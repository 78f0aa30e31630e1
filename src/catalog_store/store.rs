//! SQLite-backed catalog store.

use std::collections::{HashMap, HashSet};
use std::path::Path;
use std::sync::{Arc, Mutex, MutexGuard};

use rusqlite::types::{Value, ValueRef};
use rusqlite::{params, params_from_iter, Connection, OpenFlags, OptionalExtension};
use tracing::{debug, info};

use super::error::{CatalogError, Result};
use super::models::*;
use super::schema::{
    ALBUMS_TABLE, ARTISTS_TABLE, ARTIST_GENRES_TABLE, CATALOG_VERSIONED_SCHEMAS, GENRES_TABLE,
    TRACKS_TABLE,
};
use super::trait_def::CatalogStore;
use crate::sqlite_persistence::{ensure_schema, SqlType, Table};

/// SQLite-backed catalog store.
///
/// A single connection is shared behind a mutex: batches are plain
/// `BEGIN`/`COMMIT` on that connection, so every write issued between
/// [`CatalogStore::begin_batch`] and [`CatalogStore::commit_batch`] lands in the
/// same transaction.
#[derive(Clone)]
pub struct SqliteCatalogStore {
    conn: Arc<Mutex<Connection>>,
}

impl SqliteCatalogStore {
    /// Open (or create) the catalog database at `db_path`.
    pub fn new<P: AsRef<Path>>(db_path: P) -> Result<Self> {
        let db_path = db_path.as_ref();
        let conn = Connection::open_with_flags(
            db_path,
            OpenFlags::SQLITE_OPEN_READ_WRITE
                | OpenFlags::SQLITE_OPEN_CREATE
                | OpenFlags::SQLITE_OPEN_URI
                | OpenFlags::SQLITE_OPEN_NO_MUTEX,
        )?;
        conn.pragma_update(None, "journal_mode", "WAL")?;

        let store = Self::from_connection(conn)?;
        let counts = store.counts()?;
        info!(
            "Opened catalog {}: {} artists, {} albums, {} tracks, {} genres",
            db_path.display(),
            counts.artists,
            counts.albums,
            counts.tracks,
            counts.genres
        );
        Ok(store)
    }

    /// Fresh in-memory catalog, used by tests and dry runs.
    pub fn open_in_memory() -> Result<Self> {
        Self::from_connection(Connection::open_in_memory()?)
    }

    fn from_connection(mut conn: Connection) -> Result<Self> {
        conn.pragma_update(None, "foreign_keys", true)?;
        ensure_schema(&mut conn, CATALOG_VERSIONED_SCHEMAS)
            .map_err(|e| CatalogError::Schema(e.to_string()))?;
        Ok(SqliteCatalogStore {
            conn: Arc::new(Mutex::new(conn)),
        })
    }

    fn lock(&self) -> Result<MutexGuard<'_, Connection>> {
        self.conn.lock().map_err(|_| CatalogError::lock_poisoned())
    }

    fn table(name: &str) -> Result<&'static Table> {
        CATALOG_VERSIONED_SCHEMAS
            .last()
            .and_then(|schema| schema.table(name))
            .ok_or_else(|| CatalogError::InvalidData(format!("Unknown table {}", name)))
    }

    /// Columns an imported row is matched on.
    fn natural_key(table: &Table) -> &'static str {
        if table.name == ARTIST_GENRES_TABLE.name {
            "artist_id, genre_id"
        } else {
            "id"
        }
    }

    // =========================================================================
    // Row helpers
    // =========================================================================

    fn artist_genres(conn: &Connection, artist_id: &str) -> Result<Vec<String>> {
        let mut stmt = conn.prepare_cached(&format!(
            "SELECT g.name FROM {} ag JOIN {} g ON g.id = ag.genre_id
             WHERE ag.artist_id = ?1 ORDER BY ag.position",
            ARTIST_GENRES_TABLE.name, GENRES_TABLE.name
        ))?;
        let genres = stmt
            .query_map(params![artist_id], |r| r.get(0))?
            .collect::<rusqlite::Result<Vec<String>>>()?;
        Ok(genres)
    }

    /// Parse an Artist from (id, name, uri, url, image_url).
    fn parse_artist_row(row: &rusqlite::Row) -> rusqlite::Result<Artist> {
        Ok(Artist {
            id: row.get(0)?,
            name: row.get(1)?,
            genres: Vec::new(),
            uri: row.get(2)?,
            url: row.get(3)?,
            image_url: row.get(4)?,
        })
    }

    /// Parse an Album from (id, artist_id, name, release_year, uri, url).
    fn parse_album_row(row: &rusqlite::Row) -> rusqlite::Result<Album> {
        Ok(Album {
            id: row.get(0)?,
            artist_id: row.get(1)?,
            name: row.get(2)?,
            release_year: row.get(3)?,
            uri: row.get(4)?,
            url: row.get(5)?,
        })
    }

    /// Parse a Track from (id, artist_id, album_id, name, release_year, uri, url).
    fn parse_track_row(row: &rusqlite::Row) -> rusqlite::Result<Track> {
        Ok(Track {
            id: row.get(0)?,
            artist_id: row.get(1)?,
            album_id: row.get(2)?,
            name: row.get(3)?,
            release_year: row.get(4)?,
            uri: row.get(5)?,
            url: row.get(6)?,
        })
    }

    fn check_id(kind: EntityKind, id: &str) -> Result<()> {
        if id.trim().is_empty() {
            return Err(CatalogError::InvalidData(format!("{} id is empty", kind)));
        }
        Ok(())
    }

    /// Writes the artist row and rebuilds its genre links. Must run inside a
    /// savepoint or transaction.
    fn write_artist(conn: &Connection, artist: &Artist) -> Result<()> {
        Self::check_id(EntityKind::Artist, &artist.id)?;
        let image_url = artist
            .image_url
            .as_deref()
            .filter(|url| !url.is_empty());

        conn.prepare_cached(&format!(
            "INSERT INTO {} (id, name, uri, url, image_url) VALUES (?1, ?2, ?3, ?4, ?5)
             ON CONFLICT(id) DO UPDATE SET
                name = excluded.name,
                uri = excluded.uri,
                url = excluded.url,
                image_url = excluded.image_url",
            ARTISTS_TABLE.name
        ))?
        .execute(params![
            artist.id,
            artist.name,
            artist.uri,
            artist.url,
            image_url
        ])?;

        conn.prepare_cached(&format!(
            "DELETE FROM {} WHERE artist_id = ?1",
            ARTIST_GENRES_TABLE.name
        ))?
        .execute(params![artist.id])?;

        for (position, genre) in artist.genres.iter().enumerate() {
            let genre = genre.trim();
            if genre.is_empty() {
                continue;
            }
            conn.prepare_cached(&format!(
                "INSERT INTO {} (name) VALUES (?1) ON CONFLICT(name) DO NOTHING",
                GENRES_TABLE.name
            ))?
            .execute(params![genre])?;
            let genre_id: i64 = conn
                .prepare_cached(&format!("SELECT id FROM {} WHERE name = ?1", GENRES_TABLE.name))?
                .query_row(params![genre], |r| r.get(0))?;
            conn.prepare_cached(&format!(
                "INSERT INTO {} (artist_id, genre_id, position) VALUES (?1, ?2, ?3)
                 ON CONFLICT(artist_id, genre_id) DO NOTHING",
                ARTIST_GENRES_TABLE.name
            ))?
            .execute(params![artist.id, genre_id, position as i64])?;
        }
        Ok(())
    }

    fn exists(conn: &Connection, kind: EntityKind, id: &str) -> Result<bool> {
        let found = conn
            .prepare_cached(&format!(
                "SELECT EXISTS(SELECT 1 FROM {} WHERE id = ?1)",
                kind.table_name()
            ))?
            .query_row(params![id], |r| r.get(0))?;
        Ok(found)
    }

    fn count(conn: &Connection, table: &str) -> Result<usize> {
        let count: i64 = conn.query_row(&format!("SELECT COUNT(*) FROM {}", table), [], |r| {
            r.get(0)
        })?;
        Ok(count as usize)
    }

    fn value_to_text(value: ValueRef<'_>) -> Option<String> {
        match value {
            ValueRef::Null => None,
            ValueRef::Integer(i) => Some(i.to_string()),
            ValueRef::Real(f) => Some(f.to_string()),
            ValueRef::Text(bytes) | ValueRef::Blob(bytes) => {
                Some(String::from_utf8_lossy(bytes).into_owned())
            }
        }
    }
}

---

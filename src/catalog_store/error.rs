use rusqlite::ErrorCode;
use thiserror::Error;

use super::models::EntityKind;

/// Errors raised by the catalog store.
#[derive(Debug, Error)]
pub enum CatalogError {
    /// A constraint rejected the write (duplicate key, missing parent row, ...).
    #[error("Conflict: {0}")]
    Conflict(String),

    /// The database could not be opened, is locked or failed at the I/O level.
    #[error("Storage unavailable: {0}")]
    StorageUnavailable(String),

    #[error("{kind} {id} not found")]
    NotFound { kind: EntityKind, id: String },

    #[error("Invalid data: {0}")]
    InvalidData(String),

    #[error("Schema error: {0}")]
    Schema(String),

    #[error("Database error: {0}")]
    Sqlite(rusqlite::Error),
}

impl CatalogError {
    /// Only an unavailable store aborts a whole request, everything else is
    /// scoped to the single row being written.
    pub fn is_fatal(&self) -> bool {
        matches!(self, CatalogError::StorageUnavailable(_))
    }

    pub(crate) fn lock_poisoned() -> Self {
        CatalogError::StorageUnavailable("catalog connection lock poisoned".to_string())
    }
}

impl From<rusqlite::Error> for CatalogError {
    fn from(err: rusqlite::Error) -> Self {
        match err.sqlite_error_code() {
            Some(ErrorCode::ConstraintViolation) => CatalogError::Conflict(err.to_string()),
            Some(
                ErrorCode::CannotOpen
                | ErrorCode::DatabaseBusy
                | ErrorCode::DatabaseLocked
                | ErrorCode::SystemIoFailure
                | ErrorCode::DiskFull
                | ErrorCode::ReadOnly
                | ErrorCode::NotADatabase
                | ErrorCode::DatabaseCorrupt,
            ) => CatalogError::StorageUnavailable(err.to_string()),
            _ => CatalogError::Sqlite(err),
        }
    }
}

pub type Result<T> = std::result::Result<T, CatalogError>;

...

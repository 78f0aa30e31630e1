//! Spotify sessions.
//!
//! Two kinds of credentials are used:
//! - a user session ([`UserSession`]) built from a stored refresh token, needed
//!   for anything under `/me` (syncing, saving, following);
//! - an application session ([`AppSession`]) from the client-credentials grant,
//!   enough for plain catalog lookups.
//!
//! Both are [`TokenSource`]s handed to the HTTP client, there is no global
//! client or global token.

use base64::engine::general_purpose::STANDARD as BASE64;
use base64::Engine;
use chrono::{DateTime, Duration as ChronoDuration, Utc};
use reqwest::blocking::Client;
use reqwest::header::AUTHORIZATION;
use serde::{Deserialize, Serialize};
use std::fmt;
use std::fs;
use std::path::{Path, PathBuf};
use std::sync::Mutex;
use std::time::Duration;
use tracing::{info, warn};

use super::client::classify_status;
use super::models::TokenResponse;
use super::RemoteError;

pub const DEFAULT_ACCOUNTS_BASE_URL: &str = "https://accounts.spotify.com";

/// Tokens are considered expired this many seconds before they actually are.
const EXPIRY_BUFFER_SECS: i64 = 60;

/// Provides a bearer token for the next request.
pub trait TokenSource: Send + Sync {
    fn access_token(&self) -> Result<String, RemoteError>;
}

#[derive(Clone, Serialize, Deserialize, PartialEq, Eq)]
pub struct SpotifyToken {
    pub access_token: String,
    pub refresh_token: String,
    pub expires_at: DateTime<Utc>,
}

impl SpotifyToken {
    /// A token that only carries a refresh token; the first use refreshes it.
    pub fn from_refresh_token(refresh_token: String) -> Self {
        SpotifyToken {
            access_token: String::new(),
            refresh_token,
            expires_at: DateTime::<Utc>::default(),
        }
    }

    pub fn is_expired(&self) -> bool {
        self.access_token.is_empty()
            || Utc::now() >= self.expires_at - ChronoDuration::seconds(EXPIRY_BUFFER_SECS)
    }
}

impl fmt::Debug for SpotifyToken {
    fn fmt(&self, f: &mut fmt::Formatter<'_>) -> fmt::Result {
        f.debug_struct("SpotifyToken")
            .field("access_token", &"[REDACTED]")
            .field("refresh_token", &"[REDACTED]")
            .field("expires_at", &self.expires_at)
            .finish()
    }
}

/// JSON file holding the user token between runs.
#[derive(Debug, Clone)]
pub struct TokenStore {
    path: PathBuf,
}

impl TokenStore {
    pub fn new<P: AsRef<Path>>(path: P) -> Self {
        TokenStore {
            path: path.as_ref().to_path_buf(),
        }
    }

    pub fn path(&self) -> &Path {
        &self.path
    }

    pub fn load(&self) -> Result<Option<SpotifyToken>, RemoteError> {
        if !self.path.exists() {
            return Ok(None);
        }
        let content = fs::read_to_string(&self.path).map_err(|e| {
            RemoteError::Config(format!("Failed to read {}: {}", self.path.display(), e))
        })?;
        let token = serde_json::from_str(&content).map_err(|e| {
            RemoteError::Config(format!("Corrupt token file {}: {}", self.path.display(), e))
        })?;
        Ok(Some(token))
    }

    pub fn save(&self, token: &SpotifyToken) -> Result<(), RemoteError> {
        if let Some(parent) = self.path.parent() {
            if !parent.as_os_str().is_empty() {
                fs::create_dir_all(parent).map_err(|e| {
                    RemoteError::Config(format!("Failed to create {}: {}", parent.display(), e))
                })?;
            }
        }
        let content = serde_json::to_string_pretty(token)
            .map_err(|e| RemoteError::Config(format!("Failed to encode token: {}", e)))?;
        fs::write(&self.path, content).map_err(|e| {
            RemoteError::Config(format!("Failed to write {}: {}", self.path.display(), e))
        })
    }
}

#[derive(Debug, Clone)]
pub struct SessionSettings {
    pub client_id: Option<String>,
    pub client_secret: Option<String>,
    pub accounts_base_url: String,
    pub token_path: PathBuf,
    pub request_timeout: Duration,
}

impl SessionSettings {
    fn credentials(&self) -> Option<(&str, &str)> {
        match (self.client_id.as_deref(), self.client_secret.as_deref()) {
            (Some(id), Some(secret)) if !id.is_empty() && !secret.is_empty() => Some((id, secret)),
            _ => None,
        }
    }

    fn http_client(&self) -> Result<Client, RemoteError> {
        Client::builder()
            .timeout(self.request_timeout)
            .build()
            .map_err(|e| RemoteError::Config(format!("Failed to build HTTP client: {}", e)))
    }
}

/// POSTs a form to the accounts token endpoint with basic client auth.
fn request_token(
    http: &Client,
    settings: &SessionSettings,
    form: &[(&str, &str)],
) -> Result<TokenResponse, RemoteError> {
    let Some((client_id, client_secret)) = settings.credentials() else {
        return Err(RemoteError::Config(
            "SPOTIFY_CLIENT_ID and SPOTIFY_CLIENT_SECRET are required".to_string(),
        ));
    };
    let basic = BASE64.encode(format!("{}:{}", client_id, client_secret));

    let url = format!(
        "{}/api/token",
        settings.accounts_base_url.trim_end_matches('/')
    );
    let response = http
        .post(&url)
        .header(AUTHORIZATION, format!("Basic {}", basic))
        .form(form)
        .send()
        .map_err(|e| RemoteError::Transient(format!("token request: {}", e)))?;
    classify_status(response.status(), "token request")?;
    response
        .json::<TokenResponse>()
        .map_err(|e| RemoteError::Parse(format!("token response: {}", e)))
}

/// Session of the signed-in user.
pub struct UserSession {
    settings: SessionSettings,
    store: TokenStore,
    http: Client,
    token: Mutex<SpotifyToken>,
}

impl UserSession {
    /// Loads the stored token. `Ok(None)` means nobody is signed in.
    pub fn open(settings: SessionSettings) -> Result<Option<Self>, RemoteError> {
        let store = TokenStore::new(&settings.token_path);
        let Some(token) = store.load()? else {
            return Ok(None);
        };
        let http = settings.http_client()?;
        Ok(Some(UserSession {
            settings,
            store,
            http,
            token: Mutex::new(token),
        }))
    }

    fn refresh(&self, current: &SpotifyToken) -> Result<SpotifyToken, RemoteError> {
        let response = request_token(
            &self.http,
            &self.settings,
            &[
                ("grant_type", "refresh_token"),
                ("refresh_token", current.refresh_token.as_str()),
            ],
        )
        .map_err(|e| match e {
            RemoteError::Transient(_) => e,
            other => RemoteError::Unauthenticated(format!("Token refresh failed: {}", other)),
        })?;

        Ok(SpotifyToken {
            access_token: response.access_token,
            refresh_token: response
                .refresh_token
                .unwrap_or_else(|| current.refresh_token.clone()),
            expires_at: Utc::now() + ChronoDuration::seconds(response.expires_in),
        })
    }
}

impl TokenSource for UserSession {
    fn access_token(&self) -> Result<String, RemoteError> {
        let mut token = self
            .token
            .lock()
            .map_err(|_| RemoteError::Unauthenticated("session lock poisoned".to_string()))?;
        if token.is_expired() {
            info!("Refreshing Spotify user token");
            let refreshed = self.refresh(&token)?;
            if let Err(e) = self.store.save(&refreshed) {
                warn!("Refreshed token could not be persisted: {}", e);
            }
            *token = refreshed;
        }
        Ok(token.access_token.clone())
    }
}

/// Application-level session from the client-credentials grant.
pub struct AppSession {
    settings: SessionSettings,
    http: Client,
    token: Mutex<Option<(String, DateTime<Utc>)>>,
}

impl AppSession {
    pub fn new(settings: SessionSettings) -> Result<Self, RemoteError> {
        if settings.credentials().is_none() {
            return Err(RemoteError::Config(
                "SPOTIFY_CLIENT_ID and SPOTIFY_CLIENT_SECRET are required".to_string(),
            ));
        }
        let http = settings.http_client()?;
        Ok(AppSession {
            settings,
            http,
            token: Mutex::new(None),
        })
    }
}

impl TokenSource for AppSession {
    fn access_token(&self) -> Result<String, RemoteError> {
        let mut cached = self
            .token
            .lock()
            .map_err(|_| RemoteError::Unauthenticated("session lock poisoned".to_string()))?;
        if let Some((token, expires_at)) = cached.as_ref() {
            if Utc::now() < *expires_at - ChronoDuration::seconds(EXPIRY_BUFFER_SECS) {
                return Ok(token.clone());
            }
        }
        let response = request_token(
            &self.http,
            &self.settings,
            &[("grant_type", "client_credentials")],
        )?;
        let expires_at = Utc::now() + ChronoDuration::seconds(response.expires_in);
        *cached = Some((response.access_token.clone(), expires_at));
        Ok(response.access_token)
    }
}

● **Work instruction**: Across the entries above, find the lines with the string "signed" and copy them.

● **Task response**:
/// Session of the signed-in user.
    /// Loads the stored token. `Ok(None)` means nobody is signed in.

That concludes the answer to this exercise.